# At what age do female rats start to settle down? (become calmer)



## hrl20100 (May 1, 2013)

I have 5 females. 2 are nearly 2 years old and they are lovely and calm. In fact, they never really were very hyperactive (they were very nervous when I got them as I got them from PetsAtHome so maybe that was why...)
I have another 3 that are around 10 months old. 2 of these are so hyper! Ebby is worst. She acts (and looks) like a baby rat. She's always running laps around my room and is never calm!

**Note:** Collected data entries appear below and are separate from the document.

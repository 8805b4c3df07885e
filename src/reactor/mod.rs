pub mod event;
pub mod queue;
pub mod scheduler;

pub use event::{
	BreathingEvent, ComponentResponse, Event, PlayerEvent, SettingsEvent, TimerKey, ViewEvent,
};
pub use queue::EventQueue;
pub use scheduler::Scheduler;

use crate::breathing::BreathingTimer;
use crate::media::{DesktopHost, MediaHost};
use crate::player::MediaPlayer;
use crate::player::playlist::Playlist;
use crate::settings::{Config, SettingsManager};
use crate::view::ViewManager;
use eframe::egui;
use std::time::{Duration, Instant};

/// Repaint cadence while media is playing
const PLAYBACK_REPAINT: Duration = Duration::from_millis(250);

pub struct Reactor {
	queue: EventQueue,
	scheduler: Scheduler,

	pub breathing: BreathingTimer,
	pub player: MediaPlayer,
	pub view: ViewManager,
	pub settings: SettingsManager,
}

impl Reactor {
	pub fn new(ctx: &egui::Context, config: &Config) -> Self {
		Self::with_host(config.playlist(), Box::new(DesktopHost::new(ctx)))
	}

	pub fn with_host(playlist: Playlist, host: Box<dyn MediaHost>) -> Self {
		log::info!("Initializing all components");
		let reactor = Self {
			queue: EventQueue::new(),
			scheduler: Scheduler::new(),
			breathing: BreathingTimer::new(),
			player: MediaPlayer::new(playlist, host),
			view: ViewManager::new(),
			settings: SettingsManager::new(),
		};
		log::info!("Initialization complete");
		reactor
	}

	fn process_response(&mut self, response: ComponentResponse) {
		for key in response.cancelled {
			self.scheduler.cancel(key);
		}
		for (key, e, d) in response.armed {
			self.scheduler.arm(key, e, d);
		}
		for e in response.events {
			self.queue.push(e);
		}
	}

	/// Queue an event and run the loop until it settles
	pub fn dispatch(&mut self, event: Event) {
		self.queue.push(event);
		self.drain_queue();
	}

	fn drain_queue(&mut self) {
		let mut iterations = 0;
		while let Some(event) = self.queue.pop() {
			log::trace!("Processing event: {:?}", event);
			let response = self.route(&event);
			self.process_response(response);

			iterations += 1;
			if iterations > 1000 {
				log::warn!("Event loop exceeded 1000 iterations, breaking");
				break;
			}
		}
	}

	pub fn tick(&mut self, ctx: &egui::Context) {
		// Drain scheduled events
		self.scheduler.tick(&mut self.queue);

		// Poll the mounted media element
		let player_response = self.player.poll();
		self.process_response(player_response);

		self.drain_queue();

		// Render
		let events = self
			.view
			.render(ctx, &self.breathing, &self.player, &self.settings);

		// Process any events from rendering immediately
		for event in events {
			log::trace!("Processing render event: {:?}", event);
			self.dispatch(event);
		}

		// Keep frames coming while timers or playback are pending
		if let Some(deadline) = self.scheduler.next_deadline() {
			ctx.request_repaint_after(deadline.saturating_duration_since(Instant::now()));
		}
		if self.player.session().playing {
			ctx.request_repaint_after(PLAYBACK_REPAINT);
		}
	}

	fn route(&mut self, event: &Event) -> ComponentResponse {
		match event {
			Event::Breathing(_) => self.breathing.handle(event),
			Event::Player(_) => self.player.handle(event),
			Event::View(_) => self.view.handle(event),
			Event::Settings(_) => self.settings.handle(event),
		}
	}
}

impl eframe::App for Reactor {
	fn update(&mut self, ctx: &egui::Context, _frame: &mut eframe::Frame) {
		self.tick(ctx);
	}

	fn on_exit(&mut self, _gl: Option<&eframe::glow::Context>) {
		log::info!("Shutting down");
		self.dispatch(Event::Breathing(BreathingEvent::Dispose));
		self.player.dispose();
	}
}

#[cfg(test)]
mod tests {
	use super::*;
	use crate::media::MediaError;
	use crate::media::testing::FakeHost;
	use crate::types::{BreathingPhase, NavDirection};

	fn reactor() -> Reactor {
		Reactor::with_host(Playlist::default(), Box::new(FakeHost::default()))
	}

	#[test]
	fn test_starting_breathing_arms_one_tick() {
		let mut reactor = reactor();
		reactor.dispatch(Event::Breathing(BreathingEvent::Toggle));
		assert!(reactor.breathing.is_active());
		assert!(reactor.scheduler.is_armed(TimerKey::BreathingTick));

		reactor.dispatch(Event::Breathing(BreathingEvent::Toggle));
		assert!(!reactor.scheduler.is_armed(TimerKey::BreathingTick));
	}

	#[test]
	fn test_scheduled_ticks_drive_phases() {
		let mut reactor = reactor();
		reactor.dispatch(Event::Breathing(BreathingEvent::Toggle));

		for _ in 0..4 {
			let due = Instant::now() + Duration::from_secs(2);
			reactor.scheduler.tick_at(due, &mut reactor.queue);
			reactor.drain_queue();
		}
		assert_eq!(reactor.breathing.session().phase(), BreathingPhase::HoldAfterInhale);
		assert_eq!(reactor.breathing.session().remaining(), 4);
		assert!(reactor.scheduler.is_armed(TimerKey::BreathingTick));
	}

	#[test]
	fn test_hiding_panel_disposes_breathing() {
		let mut reactor = reactor();
		reactor.dispatch(Event::Breathing(BreathingEvent::Toggle));
		reactor.dispatch(Event::Settings(SettingsEvent::ToggleBreathingPanel));

		assert!(!reactor.breathing.is_active());
		assert!(!reactor.scheduler.is_armed(TimerKey::BreathingTick));
	}

	#[test]
	fn test_hiding_player_panel_pauses_playback() {
		let mut reactor = reactor();
		reactor.dispatch(Event::Player(PlayerEvent::TogglePlay));
		assert!(reactor.player.session().playing);

		reactor.dispatch(Event::Settings(SettingsEvent::TogglePlayerPanel));
		assert!(!reactor.settings.show_player());
		assert!(!reactor.player.session().playing);
	}

	#[test]
	fn test_track_change_clears_error_banner() {
		let mut reactor = reactor();
		reactor.dispatch(Event::Player(PlayerEvent::LoadFailed {
			load_id: 1,
			error: MediaError::Load {
				src: "a".into(),
				reason: "404".into(),
			},
		}));
		assert!(reactor.player.last_error().is_some());
		assert!(reactor.view.error_message().is_some());

		reactor.dispatch(Event::Player(PlayerEvent::Navigate {
			direction: NavDirection::Next,
		}));
		assert!(reactor.player.last_error().is_none());
		assert!(reactor.view.error_message().is_none());
	}

	#[test]
	fn test_player_events_route_to_player() {
		let mut reactor = reactor();
		reactor.dispatch(Event::Player(PlayerEvent::Navigate {
			direction: NavDirection::Prev,
		}));
		reactor.dispatch(Event::Player(PlayerEvent::TogglePlay));
		assert_eq!(reactor.player.session().current, 3);
		assert!(reactor.player.session().playing);
	}
}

Just wondering if and when she'll settle down? Obviously all rats are different, but I have never seen anything like it! She's so hyper and playful!


----------



## sarasmithhh (Oct 8, 2014)

My rat Siri she would be very crazy running around, climbing and getting into EVERYTHING! But when she wanted to she would snuggle and just ride around on my shoulder or sit in my lap, but that was only on her terms. And she was like that ever since I got her


----------



## Rat Daddy (Sep 25, 2011)

It's a gradual slide starting from about a year old for many rats. To some degree it depends on which strain they are. Bred for meat rats tend to slow down faster, while slim and trim bred for health rats tend to stay more active longer. I suspect diet may also play a role... Just like humans, it's a matter of how someone ages.


----------



## Finnebon (Jul 15, 2013)

My oldest girl who I suspect is around 1.5-2 years old is still incredibly active and always wanting to play. She had surgery earlier this month and became very calm and would snuggle with me as long as I wanted to. But now that it's been a few weeks that she's been recovering, she's back to her wild self and zooming around everything. Still hasn't slowed down!


----------



## hrl20100 (May 1, 2013)

Okay, thankyou everyone.

I love it that she's so hyper and always running around, but its just scary when your walking, and she's out. One minute shes on one side of the room, and the next she's darting around like a crazy thing, jumping up your leg, onto the floor, round and round and everywhere! XD


----------